March 1, 2017 - Fort Russ News -
RIA Novosti - translated, edited by J. Arnoldski -
As of today, March 1st, external management will be introduced at all unregistered Ukrainian enterprises on the territory of the Donetsk and Lugansk People’s Republic. This decision was taken by the leaders of the republics in response to the transport blockade of Donbass.
In late January, a group of veterans of the military operation in Donbass, including deputies of the Verkhovna Rada of Ukraine, blocked freight rail traffic from the Donbass republics at several points. The “blockaders” stated that in their opinion any trade with the self-proclaimed republics is illegal. The blockade has led to shortages of anthracite coal which is mined in the areas of Donbass uncontrolled by Kiev. In connection with this, Ukrainian authorities have been compelled to introduce emergency measures in the energy sector with the aim of saving resources. A number of industrial enterprises have had to stop production.
On Monday, February 27th, the heads of the LPR and DPR announced that the republics would cease coal deliveries to Kiev if the railway blockade continues. In addition, they promised that if by midnight of March 1st the blockade is not lifted, then external management will be introduced at all enterprises under Ukrainian jurisdiction working in the DPR and LPR.
Due to the transport blockade, a number of large enterprises around the frontline in Donbass have ceased production. Among them are the Enakievsky metallurgical factory in the DPR and the Krasnodonugol company in the LPR. Both of these factories are part of the Metinvest group belonging to Ukrainian oligarch Rinat Akhmetov.
The leader of the DPR, Alexander Zakharchenko, had warned at a press conference: “The Enakievsky metallurgical plant has ceased working, and some other companies need to be jumpstarted. If they do not register themselves by Wednesday, then they will all come under our complete control. This also includes stadiums and hotels.”
During emergency sessions of the DPR and LPR parliaments on Monday, the relevant amendments to legislation were adopted which allow for external control to be imposed on Ukrainian enterprises that are not registered on the territory of the republics by March 1st.
The DPR and LPR have announced the creation of a special headquarters for controlling Ukrainian enterprises’ transition to external management. The LPR has emphasized that the employees of these enterprises will keep their jobs.

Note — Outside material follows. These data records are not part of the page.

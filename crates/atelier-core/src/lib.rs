//! Atelier Core - Foundational types for the Atelier asset generator
//!
//! This crate provides the types that all other Atelier crates depend on:
//! - `AssetId` - Opaque unique identifiers for generated assets
//! - `ContentHash` - SHA-256 based content hashing
//! - `ServiceErrorKind` - Structured classification of upstream failures
//! - Error types and Result alias

mod error;
mod hash;
mod id;

pub use error::{AtelierError, Result, ServiceErrorKind};
pub use hash::ContentHash;
pub use id::AssetId;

The chairman of the LPR’s People’s Council, Vladimir Degtyarenko, said: “The established headquarters intends not to merely keep enterprises ‘afloat,’ but to contribute to their further development and reorientation towards Russia.”….
Representatives of Donbass have explained that this decision on “nationalizing” Ukrainian enterprises was necessary. The primary task is resuming their work and saving jobs. But this, according to DPR head Alexander Zakharchenko, will take about two months.
“In the short term we will have to rebuild industry and change markets. The main task is ensuring the smooth operation of enterprises and salaries and work for the workers of these enterprises,” Zakharchenko said.
The Ministry of Industry and Trade of the DPR has stressed that there can be no doubts that the enterprises will be successfully reoriented from the Ukrainian market to markets in the Russian Federation and other countries. In addition, the transfer of all enterprises of non-residents to republican jurisdiction only broadens the foreign trade ties of the DPR.
“Despite difficulties with the political recognition of the republic, our enterprises are quite successfully working with countries in the near and far abroad. For already more than two years, our manufactures have essentially begun the process of withdrawing from Ukrainian markets in favor of other countries. Both the state and business circles have some experience in this,” the acting industry and trade minister, Aleksey Granovsky, affirmed.
Granovsky added that the republic is now exporting more than 50 types of goods among including from light industry, food products, chemical and pharmaceutical industries, and metallurgy.